*** Opening of Records for the task ***

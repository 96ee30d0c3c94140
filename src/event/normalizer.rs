use crate::config::CaptureConfig;
use crate::error::{CaptureError, Result};
use crate::event::{clipboard, file_op, Event, EventContext, EventPayload, FileFilter, FileOpKind};
use serde::{Deserialize, Serialize};
use serde_json::Value;

/// Decides whether an event was produced by the capture tool's own UI
pub trait AppIdentity: Send + Sync {
    fn is_own_process(&self, context: &EventContext) -> bool;
}

/// Application names and URL prefixes that identify the capture tool itself
#[derive(Debug, Clone, PartialEq, Serialize, Deserialize)]
#[serde(rename_all = "camelCase", default)]
pub struct OwnProcessFilter {
    pub app_names: Vec<String>,
    pub url_prefixes: Vec<String>,
}

impl Default for OwnProcessFilter {
    fn default() -> Self {
        Self {
            app_names: vec!["Process Capture".to_string()],
            url_prefixes: Vec::new(),
        }
    }
}

impl OwnProcessFilter {
    /// Builder method: add an application name
    pub fn with_app_name(mut self, name: impl Into<String>) -> Self {
        self.app_names.push(name.into());
        self
    }

    /// Builder method: add a URL prefix
    pub fn with_url_prefix(mut self, prefix: impl Into<String>) -> Self {
        self.url_prefixes.push(prefix.into());
        self
    }
}

/// Lowercase alphanumerics only, so "Process-Capture.app" matches "process capture"
fn normalize_app_name(name: &str) -> String {
    name.chars()
        .filter(|c| c.is_alphanumeric())
        .flat_map(char::to_lowercase)
        .collect()
}

impl AppIdentity for OwnProcessFilter {
    fn is_own_process(&self, context: &EventContext) -> bool {
        if let Some(app) = context.application.as_deref() {
            let app = normalize_app_name(app);
            let matched = !app.is_empty()
                && self
                    .app_names
                    .iter()
                    .map(|n| normalize_app_name(n))
                    .any(|n| !n.is_empty() && app.starts_with(&n));
            if matched {
                return true;
            }
        }
        match context.url.as_deref() {
            Some(url) => self.url_prefixes.iter().any(|p| !p.is_empty() && url.starts_with(p.as_str())),
            None => false,
        }
    }
}

/// Why an otherwise valid event was not recorded
#[derive(Debug, Clone, PartialEq, Eq, Serialize, Deserialize)]
#[serde(tag = "reason", content = "detail", rename_all = "snake_case")]
pub enum DropReason {
    OwnProcess,
    IgnoredPath(String),
    IrrelevantModification(String),
    DuplicateClipboard,
}

impl std::fmt::Display for DropReason {
    fn fmt(&self, f: &mut std::fmt::Formatter<'_>) -> std::fmt::Result {
        match self {
            Self::OwnProcess => write!(f, "event came from the capture tool itself"),
            Self::IgnoredPath(fragment) => write!(f, "path matches ignored fragment '{}'", fragment),
            Self::IrrelevantModification(ext) => write!(f, "modification of '{}' file is not tracked", ext),
            Self::DuplicateClipboard => write!(f, "clipboard content unchanged"),
        }
    }
}

/// Result of normalizing one raw event
#[derive(Debug, Clone, PartialEq)]
pub enum Normalized {
    Event(Event),
    Dropped(DropReason),
}

/// Converts raw JSON from any capture source into [`Event`]s
pub struct Normalizer {
    identity: Box<dyn AppIdentity>,
    file_filter: FileFilter,
    clipboard_max_chars: usize,
    last_clipboard: Option<String>,
}

impl std::fmt::Debug for Normalizer {
    fn fmt(&self, f: &mut std::fmt::Formatter<'_>) -> std::fmt::Result {
        f.debug_struct("Normalizer")
            .field("file_filter", &self.file_filter)
            .field("clipboard_max_chars", &self.clipboard_max_chars)
            .finish_non_exhaustive()
    }
}

impl Normalizer {
    pub fn new(config: &CaptureConfig) -> Self {
        Self {
            identity: Box::new(config.own_process.clone()),
            file_filter: config.file_filter.clone(),
            clipboard_max_chars: config.clipboard_max_chars,
            last_clipboard: None,
        }
    }

    /// Builder method: replace the own-process predicate
    pub fn with_identity(mut self, identity: impl AppIdentity + 'static) -> Self {
        self.identity = Box::new(identity);
        self
    }

    /// Decode, validate, filter and enrich one raw event
    ///
    /// Own-process events are dropped before decoding, so malformed events from the
    /// capture tool's UI are never reported.
    pub fn normalize(&mut self, raw: &Value) -> Result<Normalized> {
        if let Some(context) = raw.get("context") {
            if let Ok(context) = serde_json::from_value::<EventContext>(context.clone()) {
                if self.identity.is_own_process(&context) {
                    return Ok(Normalized::Dropped(DropReason::OwnProcess));
                }
            }
        }

        let event: Event =
            serde_json::from_value(raw.clone()).map_err(|e| CaptureError::MalformedEvent(e.to_string()))?;
        self.normalize_event(event)
    }

    /// Validate, filter and enrich an already decoded event
    pub fn normalize_event(&mut self, mut event: Event) -> Result<Normalized> {
        if self.identity.is_own_process(&event.context) {
            return Ok(Normalized::Dropped(DropReason::OwnProcess));
        }
        validate(&event)?;

        match &mut event.payload {
            EventPayload::ClipboardCopy(payload) => {
                if self.last_clipboard.as_deref() == Some(payload.content.as_str()) {
                    return Ok(Normalized::Dropped(DropReason::DuplicateClipboard));
                }
                self.last_clipboard = Some(payload.content.clone());
                clipboard::enrich(payload, self.clipboard_max_chars);
            }
            EventPayload::FileOp(payload) => {
                if let Some(fragment) = self.file_filter.ignored_fragment(&payload.path) {
                    return Ok(Normalized::Dropped(DropReason::IgnoredPath(fragment.to_string())));
                }
                file_op::enrich(payload);
                if payload.op == FileOpKind::Modified
                    && !self.file_filter.is_relevant_modification(&payload.extension)
                {
                    return Ok(Normalized::Dropped(DropReason::IrrelevantModification(
                        payload.extension.clone(),
                    )));
                }
            }
            _ => {}
        }

        Ok(Normalized::Event(event))
    }

    /// Forget the last clipboard content
    pub fn reset(&mut self) {
        self.last_clipboard = None;
    }
}

fn validate(event: &Event) -> Result<()> {
    let malformed = |msg: &str| Err(CaptureError::MalformedEvent(format!("{} event: {}", event.kind(), msg)));

    match &event.payload {
        EventPayload::Click(p) if !(p.x.is_finite() && p.y.is_finite()) => malformed("non-finite coordinates"),
        EventPayload::Keystroke(p) if p.key.trim().is_empty() => malformed("empty key"),
        EventPayload::Navigation(p) if p.url.trim().is_empty() => malformed("empty url"),
        EventPayload::FileOp(p) if p.path.trim().is_empty() => malformed("empty path"),
        EventPayload::FileOp(p)
            if p.op == FileOpKind::Moved && p.dest_path.as_deref().is_none_or(|d| d.trim().is_empty()) =>
        {
            malformed("move without destination")
        }
        _ => Ok(()),
    }
}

*** Close of Records for the task ***

# [Assignment]
From the first line of the data above to the line holding "was not recorded", reproduce each line exactly; emit no other lines.

# [Answer to this exercise]
repository 96ee30d0c3c94140
filename src/event/normalizer.rs
use crate::config::CaptureConfig;
use crate::error::{CaptureError, Result};
use crate::event::{clipboard, file_op, Event, EventContext, EventPayload, FileFilter, FileOpKind};
use serde::{Deserialize, Serialize};
use serde_json::Value;

/// Decides whether an event was produced by the capture tool's own UI
pub trait AppIdentity: Send + Sync {
    fn is_own_process(&self, context: &EventContext) -> bool;
}

/// Application names and URL prefixes that identify the capture tool itself
#[derive(Debug, Clone, PartialEq, Serialize, Deserialize)]
#[serde(rename_all = "camelCase", default)]
pub struct OwnProcessFilter {
    pub app_names: Vec<String>,
    pub url_prefixes: Vec<String>,
}

impl Default for OwnProcessFilter {
    fn default() -> Self {
        Self {
            app_names: vec!["Process Capture".to_string()],
            url_prefixes: Vec::new(),
        }
    }
}

impl OwnProcessFilter {
    /// Builder method: add an application name
    pub fn with_app_name(mut self, name: impl Into<String>) -> Self {
        self.app_names.push(name.into());
        self
    }

    /// Builder method: add a URL prefix
    pub fn with_url_prefix(mut self, prefix: impl Into<String>) -> Self {
        self.url_prefixes.push(prefix.into());
        self
    }
}

/// Lowercase alphanumerics only, so "Process-Capture.app" matches "process capture"
fn normalize_app_name(name: &str) -> String {
    name.chars()
        .filter(|c| c.is_alphanumeric())
        .flat_map(char::to_lowercase)
        .collect()
}

impl AppIdentity for OwnProcessFilter {
    fn is_own_process(&self, context: &EventContext) -> bool {
        if let Some(app) = context.application.as_deref() {
            let app = normalize_app_name(app);
            let matched = !app.is_empty()
                && self
                    .app_names
                    .iter()
                    .map(|n| normalize_app_name(n))
                    .any(|n| !n.is_empty() && app.starts_with(&n));
            if matched {
                return true;
            }
        }
        match context.url.as_deref() {
            Some(url) => self.url_prefixes.iter().any(|p| !p.is_empty() && url.starts_with(p.as_str())),
            None => false,
        }
    }
}

/// Why an otherwise valid event was not recorded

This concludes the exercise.